Oleh : Immas Putri A
“Ekonomi kreatif di Indonesia didominasi oleh tiga subsektor yaitu kuliner, fashion dan kriya”

Pendahuluan
Ekonomi kreatif merupakan salah satu sumber pendapatan negara yang mengalami peningkatan secara pesat selama beberapa tahun terakhir. Dalam pendahuluan buku Data Statistik dan Hasil Survei Ekonomi Kreatif yang dilakukan oleh Badan Ekonomi Kreatif (Bekraf) bekerja sama dengan Badan Pusat Statistik, menuliskan bahwa ekonomi kreatif merupakan salah satu sektor ekonomi baru yang diharapkan mampu menjadi kekuatan ekonomi nasional. Hal ini tidak lain karena sektor sumber daya alam akan semakin mengalami degradasi setiap tahunnya. Oleh karenanya pada Januari 2015 berdasarkan Peraturan Presiden Republik Indonesia Nomor 6 Tahun 2015 Tentang Badan Ekonomi Kreatif, Presiden Joko Widodo membentuk sebuah lembaga non kementrian baru. Tugas utama dari lembaga non kementerian ini adalah membantu presiden dalam merumuskan, menetapkan, mengkoordinasi serta sinkronisasi kebijakan di bidang kreatif. Dengan kata lain Bekraf bertanggung jawab pada perkembangan ekonomi kreatif yang ada di Indonesia.
Industri kreatif merupakan sebuah sektor perekonomian yang telah ada sejak lama. Akan tetapi kemunculannya yang terus mengalami perkembangan dan juga turut memberikan kontribusi yang besar pada perekonomian, membuat banyak orang khususnya pemerintah memberikan perhatian secara khusus. Seperti yang telah dijelaskan di atas, pemerintah memberikan sebuah tanggung jawab khusus pada sebuah lembaga untuk mendorong serta memberikan perhatian pada sektor industri kreatif. Daerah-daerah pun juga di dorong untuk dapat memunculkan dan melakukan inovasi pada kekhasan yang terdapat disetiap daerahnya untuk dimunculkan sebagai produk unggulan.
Dengan adanya produk unggulan tersebut diharapkan daerah mampu memiliki sebuah pemasukan baru pada pendapatan daerahnya. Sehingga pemerintah gencar mendorong berbagai kalangan untuk melakukan inovasi dan kreasi pada segala sumber daya yang melimpah yang ada. Industri kreatif di kalangan bawah umumnya masih berkisar pada produk olahan pangan ringan. Dimana produk olahan tersebut dapat dinikmati oleh berbagai kalangan masyarakat dan mudah untuk dipasarkan. Namun, tidak sedikit pula produk industri kreatif yang dapat berkembang serta mampu mendobrak pasar nasional bahkan internasional. Produk-produk kerajina dan fashion merupakan produk-produk yang memerlukan  pasar khusus. Salah satunya seperti dengan adanya pameran produk-produk lokal. Pameran tersebut berguna bagi produsen untuk memperkenalkan serta memperluas pasar.

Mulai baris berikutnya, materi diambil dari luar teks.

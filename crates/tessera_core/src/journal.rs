//! The journal facade.

use crate::commit::{CommitRecord, CommitRecordIndex};
use crate::concurrency::{ConcurrencyManager, Task, TaskHandle};
use crate::config::Config;
use crate::engine::JournalCore;
use crate::error::{JournalError, JournalResult};
use crate::index::{IndexMetadata, IndexView, LiveHandle, ReadOnlyIndex};
use crate::root_block::RootBlock;
use crate::stats::StatsSnapshot;
use crate::transaction::Tx;
use crate::types::{IsolationLevel, Timestamp, TxId};
use std::sync::Arc;
use tessera_storage::{open_backend, Address, BufferMode, StorageBackend};
use tracing::{debug, info, warn};

/// A transactional journal over one storage backend.
///
/// The journal keeps a set of named indices. Unisolated writes go straight
/// to the live indices and become durable at the next [`Journal::commit`];
/// transactions read a fixed commit, and read-write transactions buffer
/// their writes until [`Journal::commit_tx`] validates and merges them.
///
/// # Example
///
/// ```rust
/// use tessera_core::{Config, IndexMetadata, IndexView, IsolationLevel, Journal};
///
/// let journal = Journal::open(Config::transient()).unwrap();
/// journal.register_index(IndexMetadata::new("abc")).unwrap();
/// journal.commit().unwrap();
///
/// let tx = journal.new_tx(IsolationLevel::ReadWrite).unwrap();
/// journal.index_for("abc", tx).unwrap().insert(&[1], &[1]).unwrap();
/// assert!(!journal.index("abc").unwrap().contains(&[1]).unwrap());
///
/// let commit_time = journal.commit_tx(tx).unwrap();
/// assert!(commit_time > 0);
/// assert!(journal.index("abc").unwrap().contains(&[1]).unwrap());
/// ```
pub struct Journal {
    core: Arc<JournalCore>,
    concurrency: ConcurrencyManager,
}

impl std::fmt::Debug for Journal {
    fn fmt(&self, f: &mut std::fmt::Formatter<'_>) -> std::fmt::Result {
        f.debug_struct("Journal")
            .field("core", &self.core)
            .field("concurrency", &self.concurrency)
            .finish()
    }
}

impl Journal {
    /// Opens the backend described by `config.store` and the journal on it.
    ///
    /// # Errors
    ///
    /// Returns an error if the backend cannot be opened or its root blocks
    /// are both invalid.
    pub fn open(config: Config) -> JournalResult<Self> {
        let store = open_backend(&config.store)?;
        Self::open_with_backend(config, store)
    }

    /// Opens the journal on an existing backend.
    ///
    /// `config.store` is ignored apart from being reported by
    /// [`Journal::config`].
    ///
    /// # Errors
    ///
    /// Returns an error if the root blocks cannot be created or recovered.
    pub fn open_with_backend(config: Config, store: Arc<dyn StorageBackend>) -> JournalResult<Self> {
        let core = JournalCore::open(config, store)?;
        let concurrency = ConcurrencyManager::start(Arc::clone(&core))?;
        Ok(Self { core, concurrency })
    }

    /// The configuration the journal was opened with.
    #[must_use]
    pub fn config(&self) -> &Config {
        self.core.config()
    }

    /// The backend strategy.
    #[must_use]
    pub fn mode(&self) -> BufferMode {
        self.core.store().mode()
    }

    /// The backend underneath the journal.
    #[must_use]
    pub fn store(&self) -> &Arc<dyn StorageBackend> {
        self.core.store()
    }

    // ---- named indices ----

    /// Registers a new index in the unisolated scope.
    ///
    /// Transactions see the index once it is committed, and only if they
    /// start afterwards.
    ///
    /// # Errors
    ///
    /// Returns `IndexExists` if the name is taken.
    pub fn register_index(&self, metadata: IndexMetadata) -> JournalResult<LiveHandle> {
        let live = self.core.register_index(metadata)?;
        Ok(self.core.handle(live))
    }

    /// Drops an index from the unisolated scope.
    ///
    /// # Errors
    ///
    /// Returns `NoSuchIndex` if the index does not exist.
    pub fn drop_index(&self, name: &str) -> JournalResult<()> {
        self.core.drop_index(name).map(|_| ())
    }

    /// The live (unisolated) view of `name`.
    ///
    /// Writes through the handle wait while the write service has a commit
    /// group open.
    ///
    /// # Errors
    ///
    /// Returns `NoSuchIndex` if the index does not exist.
    pub fn index(&self, name: &str) -> JournalResult<LiveHandle> {
        self.core.ensure_open()?;
        Ok(self.core.handle(self.core.live_index(name)?))
    }

    /// Names of the live indices.
    #[must_use]
    pub fn index_names(&self) -> Vec<String> {
        self.core.index_names()
    }

    /// Resolves `name` in the scope `tx`.
    ///
    /// Views are canonical: resolving the same name in the same
    /// transaction, or at the same commit for read-only transactions,
    /// returns the same instance.
    ///
    /// # Errors
    ///
    /// Returns `TxNotActive` for finished transactions and `NoSuchIndex` if
    /// the index does not exist in the state the scope reads.
    pub fn index_for(&self, name: &str, tx: TxId) -> JournalResult<Arc<dyn IndexView>> {
        self.core.index_for(name, tx)
    }

    /// The canonical view of `name` as of `record`, or `None` if the index
    /// did not exist then.
    ///
    /// # Errors
    ///
    /// Returns an error if the checkpoint cannot be read.
    pub fn historical_index(
        &self,
        name: &str,
        record: &CommitRecord,
    ) -> JournalResult<Option<Arc<ReadOnlyIndex>>> {
        self.core.ensure_open()?;
        self.core.historical_index(name, record)
    }

    // ---- raw records ----

    /// Writes a raw record. It becomes durable with the next commit.
    ///
    /// # Errors
    ///
    /// Returns `Capacity` if the backend cannot grow to hold it.
    pub fn write(&self, data: &[u8]) -> JournalResult<Address> {
        self.core.ensure_open()?;
        let address = self.core.store().write(data)?;
        self.core.stats().record_write(data.len());
        Ok(address)
    }

    /// Reads a raw record.
    ///
    /// # Errors
    ///
    /// Returns an error if the address was never written or fails its
    /// checksum.
    pub fn read(&self, address: Address) -> JournalResult<Vec<u8>> {
        self.core.ensure_open()?;
        let data = self.core.store().read(address)?;
        self.core.stats().record_read(data.len());
        Ok(data)
    }

    /// Releases a raw record.
    ///
    /// # Errors
    ///
    /// Returns an error if the address was never written.
    pub fn delete(&self, address: Address) -> JournalResult<()> {
        self.core.ensure_open()?;
        self.core.store().delete(address)?;
        self.core.stats().record_delete();
        Ok(())
    }

    // ---- commit protocol ----

    /// Commits the unisolated scope and returns the commit time, or 0 if
    /// nothing changed.
    ///
    /// # Errors
    ///
    /// Returns an error if the commit could not be made durable; the
    /// unisolated scope is then rolled back to the last commit.
    pub fn commit(&self) -> JournalResult<Timestamp> {
        self.core.commit()
    }

    /// Discards unisolated changes made since the last commit.
    ///
    /// # Errors
    ///
    /// Returns an error if the committed index state cannot be reloaded.
    pub fn abort(&self) -> JournalResult<()> {
        self.core.abort()
    }

    /// The root block of the last commit.
    #[must_use]
    pub fn root_block(&self) -> RootBlock {
        self.core.root_block()
    }

    /// The record of the last commit.
    #[must_use]
    pub fn commit_record(&self) -> Arc<CommitRecord> {
        self.core.commit_record()
    }

    /// The record of the commit in effect at `ts`.
    ///
    /// # Errors
    ///
    /// Returns an error if the record cannot be read.
    pub fn commit_record_at(&self, ts: Timestamp) -> JournalResult<Option<Arc<CommitRecord>>> {
        self.core.ensure_open()?;
        self.core.commit_record_at(ts)
    }

    /// The index of all durable commits. A commit shows up here once its
    /// root block is on disk.
    #[must_use]
    pub fn commit_record_index(&self) -> &CommitRecordIndex {
        self.core.commits()
    }

    /// Time of the last commit, or 0.
    #[must_use]
    pub fn last_commit_time(&self) -> Timestamp {
        self.core.root_block().last_commit_time
    }

    // ---- transactions ----

    /// Starts a transaction.
    ///
    /// [`IsolationLevel::Unisolated`] returns [`TxId::UNISOLATED`] without
    /// creating anything.
    ///
    /// # Errors
    ///
    /// Returns `Contention` when every read-only identifier before the
    /// next commit is taken.
    pub fn new_tx(&self, level: IsolationLevel) -> JournalResult<TxId> {
        self.core.begin(level)
    }

    /// The active transaction `id`.
    ///
    /// # Errors
    ///
    /// Returns `TxNotActive` for unknown or finished transactions.
    pub fn tx(&self, id: TxId) -> JournalResult<Arc<Tx>> {
        self.core.transactions().get(id)
    }

    /// Commits a transaction and returns its commit time.
    ///
    /// Read-only transactions, and read-write transactions that wrote
    /// nothing, return 0. A read-write transaction is validated and merged
    /// by the write service and returns the time of the group commit it
    /// joined.
    ///
    /// # Errors
    ///
    /// Returns `Validation` on a write-write conflict, `TxNotActive` for
    /// finished transactions and `InvalidOperation` for the sentinel
    /// scopes. The transaction is aborted on any error.
    pub fn commit_tx(&self, id: TxId) -> JournalResult<Timestamp> {
        self.core.ensure_open()?;
        if id.is_sentinel() {
            return Err(JournalError::invalid_operation(format!(
                "{id} is not a transaction"
            )));
        }
        let txs = self.core.transactions();
        let tx = txs.get(id)?;
        tx.prepare()?;

        let dirty = tx.dirty_views();
        if !id.is_read_write() || dirty.is_empty() {
            txs.finish(&tx, true);
            return Ok(0);
        }

        let resources: Vec<String> = dirty.iter().map(|(name, _)| name.clone()).collect();
        let read_basis = tx.read_basis();
        let merge = Task::new(TxId::UNISOLATED, resources, move |ctx| {
            let mut targets = Vec::with_capacity(dirty.len());
            for (name, view) in &dirty {
                let live = ctx.live_index(name)?;
                if !view.validate(&live, read_basis) {
                    warn!(tx = %id, index = %name, "write-write conflict");
                    return Err(JournalError::Validation {
                        tx: id,
                        index: name.clone(),
                    });
                }
                targets.push((view, live));
            }
            Ok(targets
                .iter()
                .map(|(view, live)| view.merge_into(live))
                .sum::<usize>())
        });

        let (outcome, commit_time) = self.concurrency.submit(merge).join();
        match outcome {
            Ok(merged) => {
                txs.finish(&tx, true);
                let commit_time = commit_time.unwrap_or(0);
                debug!(tx = %id, merged, commit_time, "committed transaction");
                Ok(commit_time)
            }
            Err(e) => {
                txs.finish(&tx, false);
                if e.is_validation() {
                    self.core.stats().record_validation_failure();
                }
                Err(e)
            }
        }
    }

    /// Aborts a transaction, discarding its writes.
    ///
    /// # Errors
    ///
    /// Returns `TxNotActive` for finished transactions and
    /// `InvalidOperation` for the sentinel scopes.
    pub fn abort_tx(&self, id: TxId) -> JournalResult<()> {
        if id.is_sentinel() {
            return Err(JournalError::invalid_operation(format!(
                "{id} is not a transaction"
            )));
        }
        let txs = self.core.transactions();
        let tx = txs.get(id)?;
        tx.prepare()?;
        txs.finish(&tx, false);
        Ok(())
    }

    // ---- tasks ----

    /// Submits a task; see [`ConcurrencyManager::submit`].
    pub fn submit<T: Send + 'static>(&self, task: Task<T>) -> TaskHandle<T> {
        self.concurrency.submit(task)
    }

    /// The scheduler behind [`Journal::submit`].
    #[must_use]
    pub fn concurrency(&self) -> &ConcurrencyManager {
        &self.concurrency
    }

    // ---- lifecycle ----

    /// A snapshot of the journal's counters.
    #[must_use]
    pub fn stats(&self) -> StatsSnapshot {
        self.core.stats().snapshot()
    }

    /// Lets queued tasks finish and stops the worker threads.
    pub fn shutdown(&self) {
        self.concurrency.shutdown();
    }

    /// Cancels queued tasks, interrupts running ones and stops the workers.
    pub fn shutdown_now(&self) {
        self.concurrency.shutdown_now();
    }

    /// Stops the workers and closes the backend. Uncommitted changes are
    /// lost.
    ///
    /// # Errors
    ///
    /// Returns an error if the backend fails to close.
    pub fn close(&self) -> JournalResult<()> {
        self.concurrency.shutdown();
        if self.core.mark_closed() {
            self.core.store().close()?;
            info!("closed journal");
        }
        Ok(())
    }

    /// Stops the workers and irrecoverably removes the journal's storage.
    ///
    /// # Errors
    ///
    /// Returns an error if the backing file cannot be removed.
    pub fn destroy(self) -> JournalResult<()> {
        self.concurrency.shutdown();
        self.core.mark_closed();
        self.core.store().destroy()?;
        info!("destroyed journal");
        Ok(())
    }
}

Produk Domestik Bruto (PDB)
Informasi yang diberikan dari buku Data Statistik dan Hasil Survei Ekonomi Kreatif ini menampilkan informasi terkait dengan data Makro Ekonomi Kreatif tahun 2010-2015 serta hasil Survei Khusus Ekonomi Kreatif 2016. Produk Domestik Bruto Ekonomi pada tahun 2015 memberikan sumbangan pendapatan sebesar 852 triliun rupiah. Pendapatan tersebut mengalami peningkatan sebesar 4,38% dari tahun sebelumnya. Pada tahun 2014, ekonomi kreatif menghasilkan pendapatan sebesar 784,82 triliun rupiah sedangkan pada tahun 2015 pendapatan ekonomi kreatif sebesar 852,24 triliun rupiah. Dengan peningkatan tersebut ekonomi kreatif memberikan sumbangan pendapatan sebesar 7,38% dari seluruh perekonomian nasional. Sebuah hal yang tidak dapat dipandang sebelah mata saja, karena ekonomi kreatif turut memberikan andil pada pemasukan negara. Dengan semakin banyaknya dukungan pemerintah diharapkan pemasukan dari ekonomi kreatif juga terus mengalami peningkatan.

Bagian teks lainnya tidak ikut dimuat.